Bu reddiyeci seçimler ve talihsizlikler yanında, “tutunamamayı”
kendisine kimlik yapıp giyinen bir kesim de var. Yukarı Bohemya
dolaylarında yetişen bu kesim genellikle oradan dünya sanat sepet
alanına dağılıyor. Bu kesimin hiçbir üyesi de bir Arthur Rimbaud
değil, size söyleyeyim. Arthur garibim, hayatın zifiri sefaletine
on metre kule atlamasıyla kafa üstü dalmıştı.
Bana gelince bu konuya öyle kafadan dalmıyorum tabii. İbişgiller
oraları berbat etmeden önce, iyi bir medya ve sinema eğitimi veren
bir mektepte uzun yıllar hocalık yaptım. Birçok farklı karakterde
öğrenci gördüm. Çok yetenekli olanları vardı. İçlerinden, belgesel
ve kurmaca sinema alanında önemli başarılara imza atan isimler, ben
oradayken de, öncesinde de çıkmıştı. Boğucu bir havayı dağıtarak,
memleketi kahkahaya boğan ArifV216 ile Aile
Arasında filmlerinin yönetmeni, Kıvanç Baruönü ve Ozan Açıktan
bu okuldan yetişmedir mesela. İki Dil Bir Bavul’un
yönetmenleri Orhan Eskiköy ve Özgür Doğan da öyle. Eskiköy daha
sonra Babamın Sesi ve Taş gibi yakın dönemin ses
getiren başka filmlerine de imza attı. TRT’yi onurlandırmış,
Yüzyılın Tanıkları, Yüzyılın Portreleri ve
Bir Filmin Hikayesi gibi dizi belgesellerin yönetmeni
ve/veya senaristi İsmail Sancak ve daha kimler var mezunlar
arasında. İlk aklıma gelenleri saydım sadece.

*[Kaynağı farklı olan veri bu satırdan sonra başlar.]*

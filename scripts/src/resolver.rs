//! Capabilities injected into the orchestrator: resolution of contracts by
//! name, and the owner used when no owner list is given

use std::path::Path;

use alloy::{primitives::Address, signers::local::PrivateKeySigner};
use creation_core::{
    address::parse_address,
    types::{ContractInterface, ContractReference},
};
use serde_json::Value;
use tracing::debug;

use crate::{errors::ScriptError, utils::read_json_file};

/// Resolves a contract interface to the deployment used on the target chain
pub trait ContractResolver {
    /// Resolve the deployment of the given interface
    fn resolve(&self, interface: ContractInterface) -> Result<ContractReference, ScriptError>;
}

/// Contract deployments read from a deployments file, falling back to the
/// canonical v1.3.0 deployments for contracts the file does not name
///
/// The file is a JSON object mapping deployment names, e.g. `GnosisSafeProxyFactory`,
/// to addresses.
#[derive(Debug, Clone)]
pub struct ContractDeployments {
    /// The parsed deployments file
    deployments: Value,
}

impl ContractDeployments {
    /// Only the canonical deployments
    pub fn canonical() -> Self {
        Self::from_json(Value::Object(Default::default()))
    }

    /// Deployments from the given JSON object
    pub fn from_json(deployments: Value) -> Self {
        Self { deployments }
    }

    /// Read the deployments file at the given path, if any
    pub fn load(path: Option<&Path>) -> Result<Self, ScriptError> {
        match path {
            Some(path) => read_json_file(path).map(Self::from_json),
            None => Ok(Self::canonical()),
        }
    }
}

impl ContractResolver for ContractDeployments {
    fn resolve(&self, interface: ContractInterface) -> Result<ContractReference, ScriptError> {
        let name = interface.deployment_name();
        let address = match self.deployments.get(name) {
            Some(entry) => {
                let raw = entry.as_str().ok_or_else(|| {
                    ScriptError::ContractResolution(format!("{name} is not an address string"))
                })?;
                parse_address(raw)?
            }
            None => interface.canonical_address(),
        };

        debug!("resolved {name} to {address}");
        Ok(ContractReference::new(address, interface))
    }
}

/// Supplies the owner of a Safe created without an explicit owner list
pub trait OwnerSource {
    /// The default owner
    fn default_owner(&self) -> Result<Address, ScriptError>;
}

impl OwnerSource for PrivateKeySigner {
    fn default_owner(&self) -> Result<Address, ScriptError> {
        Ok(self.address())
    }
}

impl OwnerSource for Address {
    fn default_owner(&self) -> Result<Address, ScriptError> {
        Ok(*self)
    }
}

impl<T: OwnerSource> OwnerSource for Option<T> {
    fn default_owner(&self) -> Result<Address, ScriptError> {
        match self {
            Some(source) => source.default_owner(),
            None => Err(ScriptError::Config(
                "no owners given and no private key to default to".to_string(),
            )),
        }
    }
}
//! Typed wrappers around the Jasper API endpoints.

pub mod audiences;
pub mod command;
pub mod envelope;
pub mod knowledge;
pub mod styles;
pub mod tones;

pub use audiences::{Audience, AudiencesApi};
pub use command::{
    CommandApi, CommandInputs, CommandOptions, CommandOutput, GenerateContentRequest,
    DEFAULT_COMPLETION_TYPE,
};
pub use envelope::ApiResponse;
pub use knowledge::{
    KnowledgeApi, KnowledgeSearchResult, SearchKnowledgeRequest, SearchOptions,
    DEFAULT_SCORE_THRESHOLD,
};
pub use styles::{ApplyStyleRequest, Style, StyledContent, StylesApi};
pub use tones::{Tone, TonesApi};
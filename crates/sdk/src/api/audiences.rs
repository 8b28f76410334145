//! Audience endpoints.

use crate::api::ApiResponse;
use crate::client::JasperClient;
use crate::error::JasperResult;
use serde::{Deserialize, Serialize};
use serde_json::Value;

/// Audiences API.
pub struct AudiencesApi<'a> {
    client: &'a JasperClient,
}

impl<'a> AudiencesApi<'a> {
    pub(crate) fn new(client: &'a JasperClient) -> Self {
        Self { client }
    }

    /// List the audiences belonging to the account.
    pub async fn list(&self) -> JasperResult<ApiResponse<Vec<Audience>>> {
        let body: Option<Value> = self.client.http.get("/audiences").await?;
        Ok(ApiResponse::from_body(body))
    }
}

/// A target audience.
#[derive(Debug, Clone, PartialEq, Serialize, Deserialize)]
pub struct Audience {
    pub id: String,
    pub name: String,
    #[serde(default, skip_serializing_if = "Option::is_none")]
    pub description: Option<String>,
}
//! HTTP transport layer for the Jasper SDK.

use crate::config::ClientConfig;
use crate::error::{JasperError, JasperResult};
use reqwest::{header, Client, StatusCode};
use serde::{de::DeserializeOwned, Serialize};
use std::fmt;
use std::sync::Arc;
use tracing::{debug, error};

/// Header carrying the API key on every request.
pub const API_KEY_HEADER: &str = "X-API-Key";

/// HTTP methods accepted by the Jasper API.
#[derive(Debug, Clone, Copy, PartialEq, Eq, Hash)]
pub enum HttpMethod {
    Get,
    Post,
    Put,
    Delete,
    Patch,
}

impl HttpMethod {
    pub fn as_str(&self) -> &'static str {
        match self {
            Self::Get => "GET",
            Self::Post => "POST",
            Self::Put => "PUT",
            Self::Delete => "DELETE",
            Self::Patch => "PATCH",
        }
    }

    /// Whether a JSON payload is attached for this method.
    pub fn carries_body(&self) -> bool {
        matches!(self, Self::Post | Self::Put | Self::Patch)
    }
}

impl fmt::Display for HttpMethod {
    fn fmt(&self, f: &mut fmt::Formatter<'_>) -> fmt::Result {
        f.write_str(self.as_str())
    }
}

impl From<HttpMethod> for reqwest::Method {
    fn from(method: HttpMethod) -> Self {
        match method {
            HttpMethod::Get => reqwest::Method::GET,
            HttpMethod::Post => reqwest::Method::POST,
            HttpMethod::Put => reqwest::Method::PUT,
            HttpMethod::Delete => reqwest::Method::DELETE,
            HttpMethod::Patch => reqwest::Method::PATCH,
        }
    }
}

/// HTTP transport for making API requests.
#[derive(Debug, Clone)]
pub struct HttpTransport {
    client: Client,
    config: Arc<ClientConfig>,
}

impl HttpTransport {
    /// Create a new HTTP transport with the given configuration.
    pub fn new(config: Arc<ClientConfig>) -> JasperResult<Self> {
        let mut builder =
            Client::builder().user_agent(concat!("jasper-sdk/", env!("CARGO_PKG_VERSION")));

        if let Some(timeout) = config.timeout {
            builder = builder.timeout(timeout);
        }

        let client = builder.build()?;

        Ok(Self { client, config })
    }

    /// Build a URL for the given endpoint.
    ///
    /// The endpoint is appended to the base URL verbatim so a versioned base
    /// such as `https://api.jasper.ai/v1` keeps its path and query strings in
    /// the endpoint survive.
    fn build_url(&self, endpoint: &str) -> JasperResult<url::Url> {
        let base = self.config.base_url.as_str().trim_end_matches('/');
        Ok(url::Url::parse(&format!("{}{}", base, endpoint))?)
    }

    /// Send one request to the Jasper API.
    ///
    /// Returns `Ok(None)` when the API answers with `204 No Content` or with a
    /// body that is not JSON. Non-success statuses are logged and returned as
    /// [`JasperError::Api`].
    pub async fn send<T, B>(
        &self,
        endpoint: &str,
        method: HttpMethod,
        payload: Option<&B>,
    ) -> JasperResult<Option<T>>
    where
        T: DeserializeOwned,
        B: Serialize + ?Sized,
    {
        let api_key = self.config.api_key().ok_or(JasperError::MissingApiKey)?;
        let url = self.build_url(endpoint)?;
        debug!(url = %url, method = %method, "Jasper API request");

        let mut request = self
            .client
            .request(method.into(), url.clone())
            .header(API_KEY_HEADER, api_key);

        if let Some(body) = payload.filter(|_| method.carries_body()) {
            request = request.json(body);
        }

        let response = request.send().await?;
        let status = response.status();

        if !status.is_success() {
            let body = response.text().await.unwrap_or_default();
            let detail = match serde_json::from_str::<serde_json::Value>(&body) {
                Ok(json) => json.to_string(),
                Err(_) => status.canonical_reason().unwrap_or_default().to_string(),
            };
            error!(
                status = status.as_u16(),
                url = %url,
                method = %method,
                response = %detail,
                "Jasper API HTTP error"
            );
            return Err(JasperError::Api {
                status: status.as_u16(),
                method,
            });
        }

        if status == StatusCode::NO_CONTENT || !is_json(response.headers()) {
            debug!(url = %url, status = status.as_u16(), "Jasper API returned no JSON content");
            return Ok(None);
        }

        let bytes = response.bytes().await?;
        Ok(Some(serde_json::from_slice(&bytes)?))
    }

    /// Execute a GET request.
    pub async fn get<T: DeserializeOwned>(&self, endpoint: &str) -> JasperResult<Option<T>> {
        self.send::<T, ()>(endpoint, HttpMethod::Get, None).await
    }

    /// Execute a POST request.
    pub async fn post<T: DeserializeOwned, B: Serialize + ?Sized>(
        &self,
        endpoint: &str,
        body: &B,
    ) -> JasperResult<Option<T>> {
        self.send(endpoint, HttpMethod::Post, Some(body)).await
    }

    /// Execute a PUT request.
    pub async fn put<T: DeserializeOwned, B: Serialize + ?Sized>(
        &self,
        endpoint: &str,
        body: &B,
    ) -> JasperResult<Option<T>> {
        self.send(endpoint, HttpMethod::Put, Some(body)).await
    }

    /// Execute a PATCH request.
    pub async fn patch<T: DeserializeOwned, B: Serialize + ?Sized>(
        &self,
        endpoint: &str,
        body: &B,
    ) -> JasperResult<Option<T>> {
        self.send(endpoint, HttpMethod::Patch, Some(body)).await
    }

    /// Execute a DELETE request.
    pub async fn delete<T: DeserializeOwned>(&self, endpoint: &str) -> JasperResult<Option<T>> {
        self.send::<T, ()>(endpoint, HttpMethod::Delete, None).await
    }
}

fn is_json(headers: &header::HeaderMap) -> bool {
    headers
        .get(header::CONTENT_TYPE)
        .and_then(|value| value.to_str().ok())
        .is_some_and(|content_type| content_type.contains("application/json"))
}
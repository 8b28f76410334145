//! Style guide endpoints.

use crate::api::ApiResponse;
use crate::client::JasperClient;
use crate::error::JasperResult;
use serde::{Deserialize, Serialize};
use serde_json::Value;

/// Styles API for listing style guides and applying them to text.
pub struct StylesApi<'a> {
    client: &'a JasperClient,
}

impl<'a> StylesApi<'a> {
    pub(crate) fn new(client: &'a JasperClient) -> Self {
        Self { client }
    }

    /// List the style guides belonging to the account.
    pub async fn list(&self) -> JasperResult<ApiResponse<Vec<Style>>> {
        let body: Option<Value> = self.client.http.get("/styles").await?;
        Ok(ApiResponse::from_body(body))
    }

    /// Rewrite `content` so it follows the given style guide.
    pub async fn apply(
        &self,
        style_id: &str,
        content: &str,
    ) -> JasperResult<ApiResponse<StyledContent>> {
        let request = ApplyStyleRequest {
            content: content.to_string(),
        };
        let body: Option<Value> = self
            .client
            .http
            .post(&format!("/styles/{}/apply", style_id), &request)
            .await?;
        Ok(ApiResponse::from_body(body))
    }
}

/// A style guide.
#[derive(Debug, Clone, PartialEq, Serialize, Deserialize)]
pub struct Style {
    pub id: String,
}

/// Body of `POST /styles/{id}/apply`.
#[derive(Debug, Clone, Serialize, Deserialize)]
pub struct ApplyStyleRequest {
    pub content: String,
}

/// Text returned by `POST /styles/{id}/apply`.
#[derive(Debug, Clone, PartialEq, Serialize, Deserialize)]
pub struct StyledContent {
    pub text: String,
}
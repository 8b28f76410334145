pub mod audiences;
pub mod brand_voices;
pub mod generate;
pub mod knowledge;
pub mod styles;
mod registry;

pub use audiences::AudiencesTool;
pub use brand_voices::BrandVoicesTool;
pub use generate::GenerateContentTool;
pub use knowledge::SearchKnowledgeBaseTool;
pub use styles::{ApplyStyleTool, StyleGuidesTool};
pub(crate) use registry::{into_call_result, parse_arguments};
pub use registry::{
    json_schema_array, json_schema_boolean, json_schema_integer, json_schema_number,
    json_schema_object, json_schema_string, Tool, ToolRegistry,
};
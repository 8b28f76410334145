//! Basic SDK usage example.
//!
//! Lists the style guides, brand voices and audiences of the account behind
//! `JASPER_API_KEY`, then generates a short piece of content.
//!
//! Run with: cargo run --example basic_usage

use jasper_sdk::{ApiResponse, GenerateContentRequest, JasperClient, JasperResult};

#[tokio::main]
async fn main() -> JasperResult<()> {
    // Initialize tracing for debug output
    tracing_subscriber::fmt::init();

    let client = JasperClient::builder()
        .api_key(std::env::var("JASPER_API_KEY").unwrap_or_default())
        .build()?;

    println!("Listing style guides...");
    let mut style_id = None;
    match client.styles().list().await? {
        ApiResponse::Success(styles) => {
            for style in &styles {
                println!("  Style: {}", style.id);
            }
            style_id = styles.first().map(|s| s.id.clone());
        }
        other => println!("  Unexpected response: {:?}", other),
    }

    println!("\nListing brand voices...");
    if let ApiResponse::Success(tones) = client.tones().list(Some(100)).await? {
        for tone in tones.iter().take(5) {
            println!("  Tone: {} ({})", tone.name, tone.id);
        }
    }

    println!("\nListing audiences...");
    if let ApiResponse::Success(audiences) = client.audiences().list().await? {
        for audience in audiences.iter().take(5) {
            println!("  Audience: {} ({})", audience.name, audience.id);
        }
    }

    println!("\nGenerating a tagline...");
    let mut request = GenerateContentRequest::new("Write a tagline for a coffee shop");
    if let Some(style_id) = style_id {
        request = request.style_id(style_id);
    }

    match client.commands().run(&request).await? {
        ApiResponse::Success(outputs) => {
            let text = outputs.first().and_then(|o| o.text.as_deref()).unwrap_or("");
            println!("  {}", text);
        }
        ApiResponse::Failure { message, .. } => println!("  Jasper AI Error: {}", message),
        other => println!("  Unexpected response: {:?}", other),
    }

    Ok(())
}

Fakat yetenekli bir kısım öğrenci ise gençlik başarılarından
erken büyülendi. Dikkat çeken bir iki kısa film ya da belgesel
yaptıktan ve bunların bazılarıyla ödüller aldıktan sonra, hayata
direkt olarak yönetmen koltuğundan devam etmek istiyordu bu
öğrenciler. Olmuyordu. Çünkü böyle olmaz. Neden olmadığını ilgisiz
bir örnekle anlatmaya çalışayım.
Japonya’da bir kişinin bir ramen restoranda şef olabilmesi için
en az altı ay yerleri paspaslaması ve oradan tezgah silmeye geçmesi
gerekir. Paspastan tezgah üstüne geçmek, oradan da doğrama
tahtasına ve yeşil soğana el uzatacak kıvama gelmek ciddi bir
kariyer meselesidir. Hollywood’un Japonya’ya oryantalist bakışı
filan demezseniz, The Ramen Girl’ü
bir seyredin de görün. Ramen enikonu, sulu bir ev eriştesi
biçiminde tarif edeceğimiz bir yemektir oysa.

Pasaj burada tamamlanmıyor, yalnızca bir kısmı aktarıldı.